Le coup d’envoi de la campagne en vue du referendum du 5 Août a été donné vendredi dernier, à 0h. Partisans et adversaires du scrutin contesté rivalisent d’arguments. Les premiers plaident en faveur d’un « oui massif » aux amendements constitutionnels préconisés par le dernier dialogue politique, entre une partie de l’opposition et la majorité présidentielle, les seconds pour « faire échec » au projet gouvernemental de modifier la Constitution sans passer par les règles promulguées par Celle-ci. Sur le terrain, les uns et les autres usent de moyens disproportionnés.
Le gouvernement, qui n’entend, évidemment pas, perdre son pari de faire triompher le oui, a décidé de mobiliser l’administration et tous ses moyens, media public en tête, alors que le front du refus ne peut que tenir des meetings, dans les grandes villes, et quelques réunions de sensibilisation, pour appeler les Mauritaniens à une « citoyenneté morte », le 5 Août. En espérant un taux de participation médiocre, pour décrédibiliser le scrutin. Visiblement ce taux taraude également le pouvoir qui s’est donc engagé à mobiliser les moyens de parvenir à des scores « à la soviétique », comme le redoute Ould Bettah dont le parti, la CDN, a opté pour la participation au referendum, contrairement au Forum pour la démocratie et l’unité (FNDU) auquel il appartient. De toute évidence, le président de la République paraît en avoir fait une affaire personnelle. «Pas né pour perdre », selon ses propres dires, il a décidé de mouiller le maillot.

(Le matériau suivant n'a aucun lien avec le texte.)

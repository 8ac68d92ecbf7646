use indexmap::IndexMap;
use std::path::PathBuf;

use crate::settings::SettingsObject;
use crate::types::NdArray;
use crate::units::{Quantity, UnitExpr};

// ---------------------------------------------------------------------------
// Value
// ---------------------------------------------------------------------------

/// The runtime universe the codec layer dispatches over: everything JSON can
/// carry natively, plus the custom families that need a codec.
#[derive(Debug, Clone, PartialEq)]
pub enum Value {
    Null,
    Bool(bool),
    Int(i64),
    Float(f64),
    String(String),
    List(Vec<Value>),
    /// Plain mapping; insertion order is preserved.
    Dict(IndexMap<String, Value>),

    // Custom families, each owned by one codec.
    Path(PathBuf),
    Bytes(Vec<u8>),
    Array(NdArray),
    Unit(UnitExpr),
    Quantity(Quantity),
    Settings(SettingsObject),
}

impl Value {
    /// Short name of the variant, for error messages.
    pub fn kind(&self) -> &'static str {
        match self {
            Value::Null => "null",
            Value::Bool(_) => "bool",
            Value::Int(_) => "int",
            Value::Float(_) => "float",
            Value::String(_) => "string",
            Value::List(_) => "list",
            Value::Dict(_) => "dict",
            Value::Path(_) => "path",
            Value::Bytes(_) => "bytes",
            Value::Array(_) => "array",
            Value::Unit(_) => "unit",
            Value::Quantity(_) => "quantity",
            Value::Settings(_) => "settings",
        }
    }

    /// Whether this value serializes without a codec.
    pub fn is_json_native(&self) -> bool {
        matches!(
            self,
            Value::Null
                | Value::Bool(_)
                | Value::Int(_)
                | Value::Float(_)
                | Value::String(_)
                | Value::List(_)
                | Value::Dict(_)
        )
    }
}

impl From<bool> for Value {
    fn from(v: bool) -> Self {
        Value::Bool(v)
    }
}

impl From<i64> for Value {
    fn from(v: i64) -> Self {
        Value::Int(v)
    }
}

impl From<f64> for Value {
    fn from(v: f64) -> Self {
        Value::Float(v)
    }
}

impl From<&str> for Value {
    fn from(v: &str) -> Self {
        Value::String(v.to_string())
    }
}

impl From<String> for Value {
    fn from(v: String) -> Self {
        Value::String(v)
    }
}

impl From<PathBuf> for Value {
    fn from(v: PathBuf) -> Self {
        Value::Path(v)
    }
}

impl From<NdArray> for Value {
    fn from(v: NdArray) -> Self {
        Value::Array(v)
    }
}

impl From<Quantity> for Value {
    fn from(v: Quantity) -> Self {
        Value::Quantity(v)
    }
}

impl From<UnitExpr> for Value {
    fn from(v: UnitExpr) -> Self {
        Value::Unit(v)
    }
}

impl From<SettingsObject> for Value {
    fn from(v: SettingsObject) -> Self {
        Value::Settings(v)
    }
}
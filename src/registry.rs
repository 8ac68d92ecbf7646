//! Ordered codec registry and dispatch.
//!
//! Dispatch is first-match-wins in registration order, so the order codecs
//! are registered in is part of the registry's observable behavior.
//! [`default_codecs`] fixes the order for the built-in stack; assembling
//! code that registers its own codecs owns their placement.

use std::sync::Arc;

use indexmap::IndexMap;
use serde::{Deserialize, Serialize};
use serde_json::{Map, Number, Value as Json};
use tracing::{debug, trace};

use crate::codecs::Codec;
use crate::codecs::bytes::BytesCodec;
use crate::codecs::ndarray::NdArrayCodec;
use crate::codecs::path::PathCodec;
use crate::codecs::quantity::{QuantityCodec, UnitCodec};
use crate::codecs::settings::SettingsCodec;
use crate::error::{CodecError, CodecResult};
use crate::resolve::{ClassRef, ClassResolver};
use crate::units::UnitRegistry;
use crate::value::Value;

// ---------------------------------------------------------------------------
// DecodeLimits
// ---------------------------------------------------------------------------

/// Resource ceilings applied while decoding.
#[derive(Debug, Clone, Serialize, Deserialize)]
pub struct DecodeLimits {
    /// Largest array payload a decode may allocate, in bytes.
    #[serde(default = "default_max_array_bytes")]
    pub max_array_bytes: usize,
}

fn default_max_array_bytes() -> usize {
    1 << 30
}

impl Default for DecodeLimits {
    fn default() -> Self {
        Self {
            max_array_bytes: default_max_array_bytes(),
        }
    }
}

// ---------------------------------------------------------------------------
// CodecRegistry
// ---------------------------------------------------------------------------

/// Ordered, append-only collection of codecs plus the injected resolver.
/// Built once at assembly time; read-only afterwards, so shared references
/// may be used from any number of threads.
pub struct CodecRegistry {
    codecs: Vec<Arc<dyn Codec>>,
    resolver: Arc<dyn ClassResolver>,
    limits: DecodeLimits,
}

impl CodecRegistry {
    /// Empty registry around an injected class resolver.
    pub fn new(resolver: Arc<dyn ClassResolver>) -> Self {
        Self {
            codecs: Vec::new(),
            resolver,
            limits: DecodeLimits::default(),
        }
    }

    /// Registry preloaded with the built-in codec stack in its documented
    /// order: path, bytes, ndarray, settings, quantity, unit.
    pub fn with_default_codecs(
        resolver: Arc<dyn ClassResolver>,
        units: Arc<dyn UnitRegistry>,
        settings_base: ClassRef,
    ) -> Self {
        let mut registry = Self::new(resolver);
        for codec in default_codecs(units, settings_base) {
            registry.register(codec);
        }
        registry
    }

    pub fn with_limits(mut self, limits: DecodeLimits) -> Self {
        self.limits = limits;
        self
    }

    /// Append a codec. No uniqueness check is performed: when two codecs
    /// both match an input, the one registered first wins.
    pub fn register(&mut self, codec: Arc<dyn Codec>) {
        trace!(codec = codec.name(), position = self.codecs.len(), "registering codec");
        self.codecs.push(codec);
    }

    pub fn resolver(&self) -> &dyn ClassResolver {
        self.resolver.as_ref()
    }

    pub fn limits(&self) -> &DecodeLimits {
        &self.limits
    }

    /// First registered codec whose value predicate accepts `value`.
    pub fn select_by_value(&self, value: &Value) -> CodecResult<&dyn Codec> {
        for codec in &self.codecs {
            if codec.matches_value(value) {
                debug!(codec = codec.name(), kind = value.kind(), "value matched codec");
                return Ok(codec.as_ref());
            }
        }
        Err(CodecError::NoCodecFound(format!(
            "no registered codec accepts a value of kind `{}`",
            value.kind()
        )))
    }

    /// First registered codec whose dict predicate accepts `dict`.
    /// An unresolvable `__module__`/`__class__` pair inside a predicate
    /// aborts the scan with [`CodecError::UnknownClass`].
    pub fn select_by_dict(&self, dict: &Map<String, Json>) -> CodecResult<&dyn Codec> {
        match self.try_select_by_dict(dict)? {
            Some(codec) => Ok(codec),
            None => Err(CodecError::NoCodecFound(format!(
                "no registered codec accepts a dict with keys [{}]",
                dict.keys().cloned().collect::<Vec<_>>().join(", ")
            ))),
        }
    }

    pub(crate) fn try_select_by_dict(
        &self,
        dict: &Map<String, Json>,
    ) -> CodecResult<Option<&dyn Codec>> {
        for codec in &self.codecs {
            if codec.matches_dict(dict, self.resolver.as_ref())? {
                debug!(codec = codec.name(), "dict matched codec");
                return Ok(Some(codec.as_ref()));
            }
        }
        Ok(None)
    }

    /// Encode a custom value into its canonical dict.
    pub fn encode(&self, value: &Value) -> CodecResult<Map<String, Json>> {
        let codec = self.select_by_value(value)?;
        codec.to_dict(value, &self.encoder())
    }

    /// Decode a canonical dict back into the value it represents.
    pub fn decode(&self, dict: &Map<String, Json>) -> CodecResult<Value> {
        let codec = self.select_by_dict(dict)?;
        codec.from_dict(dict, &self.decoder())
    }

    pub fn encoder(&self) -> Encoder<'_> {
        Encoder { registry: self }
    }

    pub fn decoder(&self) -> Decoder<'_> {
        Decoder { registry: self }
    }
}

impl std::fmt::Debug for CodecRegistry {
    fn fmt(&self, f: &mut std::fmt::Formatter<'_>) -> std::fmt::Result {
        f.debug_struct("CodecRegistry")
            .field(
                "codecs",
                &self.codecs.iter().map(|c| c.name()).collect::<Vec<_>>(),
            )
            .field("limits", &self.limits)
            .finish()
    }
}

/// The built-in codec stack, in its fixed registration order.
pub fn default_codecs(
    units: Arc<dyn UnitRegistry>,
    settings_base: ClassRef,
) -> Vec<Arc<dyn Codec>> {
    vec![
        Arc::new(PathCodec),
        Arc::new(BytesCodec),
        Arc::new(NdArrayCodec),
        Arc::new(SettingsCodec::new(settings_base)),
        Arc::new(QuantityCodec::new(units.clone())),
        Arc::new(UnitCodec::new(units)),
    ]
}

// ---------------------------------------------------------------------------
// Encoder  (value -> JSON recursion context)
// ---------------------------------------------------------------------------

/// Recursion handle passed into `Codec::to_dict`: JSON-native values pass
/// through, custom values dispatch back into the registry.
pub struct Encoder<'a> {
    registry: &'a CodecRegistry,
}

impl Encoder<'_> {
    pub fn encode_value(&self, value: &Value) -> CodecResult<Json> {
        match value {
            Value::Null => Ok(Json::Null),
            Value::Bool(b) => Ok(Json::Bool(*b)),
            Value::Int(i) => Ok(Json::Number(Number::from(*i))),
            Value::Float(f) => Number::from_f64(*f).map(Json::Number).ok_or_else(|| {
                CodecError::Encode(format!("non-finite float {f} is not JSON-representable"))
            }),
            Value::String(s) => Ok(Json::String(s.clone())),
            Value::List(items) => items
                .iter()
                .map(|item| self.encode_value(item))
                .collect::<CodecResult<Vec<_>>>()
                .map(Json::Array),
            Value::Dict(map) => {
                let mut out = Map::with_capacity(map.len());
                for (key, item) in map {
                    out.insert(key.clone(), self.encode_value(item)?);
                }
                Ok(Json::Object(out))
            }
            custom => {
                let codec = self.registry.select_by_value(custom)?;
                Ok(Json::Object(codec.to_dict(custom, self)?))
            }
        }
    }
}

// ---------------------------------------------------------------------------
// Decoder  (JSON -> value recursion context)
// ---------------------------------------------------------------------------

/// Recursion handle passed into `Codec::from_dict`: any nested object some
/// codec claims is decoded through it, all other JSON stays as-is.
pub struct Decoder<'a> {
    registry: &'a CodecRegistry,
}

impl Decoder<'_> {
    pub fn resolver(&self) -> &dyn ClassResolver {
        self.registry.resolver()
    }

    pub fn limits(&self) -> &DecodeLimits {
        self.registry.limits()
    }

    pub fn decode_value(&self, json: &Json) -> CodecResult<Value> {
        match json {
            Json::Null => Ok(Value::Null),
            Json::Bool(b) => Ok(Value::Bool(*b)),
            Json::Number(n) => decode_number(n),
            Json::String(s) => Ok(Value::String(s.clone())),
            Json::Array(items) => items
                .iter()
                .map(|item| self.decode_value(item))
                .collect::<CodecResult<Vec<_>>>()
                .map(Value::List),
            Json::Object(map) => {
                if let Some(codec) = self.registry.try_select_by_dict(map)? {
                    return codec.from_dict(map, self);
                }
                let mut out = IndexMap::with_capacity(map.len());
                for (key, item) in map {
                    out.insert(key.clone(), self.decode_value(item)?);
                }
                Ok(Value::Dict(out))
            }
        }
    }
}

pub(crate) fn decode_number(n: &Number) -> CodecResult<Value> {
    if let Some(i) = n.as_i64() {
        Ok(Value::Int(i))
    } else if let Some(f) = n.as_f64() {
        Ok(Value::Float(f))
    } else {
        Err(CodecError::Decode(format!("number {n} is out of range")))
    }
}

A en croire certaines confidences, il aurait laissé entendre que personne ne s’y engagerait, s’il ne s’impliquait pas lui-même dans la bataille. Il compte plus sur sa propre personne, « ses » réalisations, « son » gouvernement que sur « son » parti, l’UPR, dont les commissions de sensibilisation et de mobilisation risquent de peser très peu, sur le terrain, face à la détermination de ses adversaires. Ce n’est pas une nouveauté. Pour toutes « ses » élections, Ould Abdel Aziz a relégué au second plan « son » parti. La campagne référendaire, sans enjeu partisan, ne dérogera donc pas à la méthode azizienne. L’homme a également misé sur les membres de son gouvernement dont certains sont chargés de coordonner la campagne dans les moughataa, à l’instar, par exemple, d’Ould Djay à Nouakchott.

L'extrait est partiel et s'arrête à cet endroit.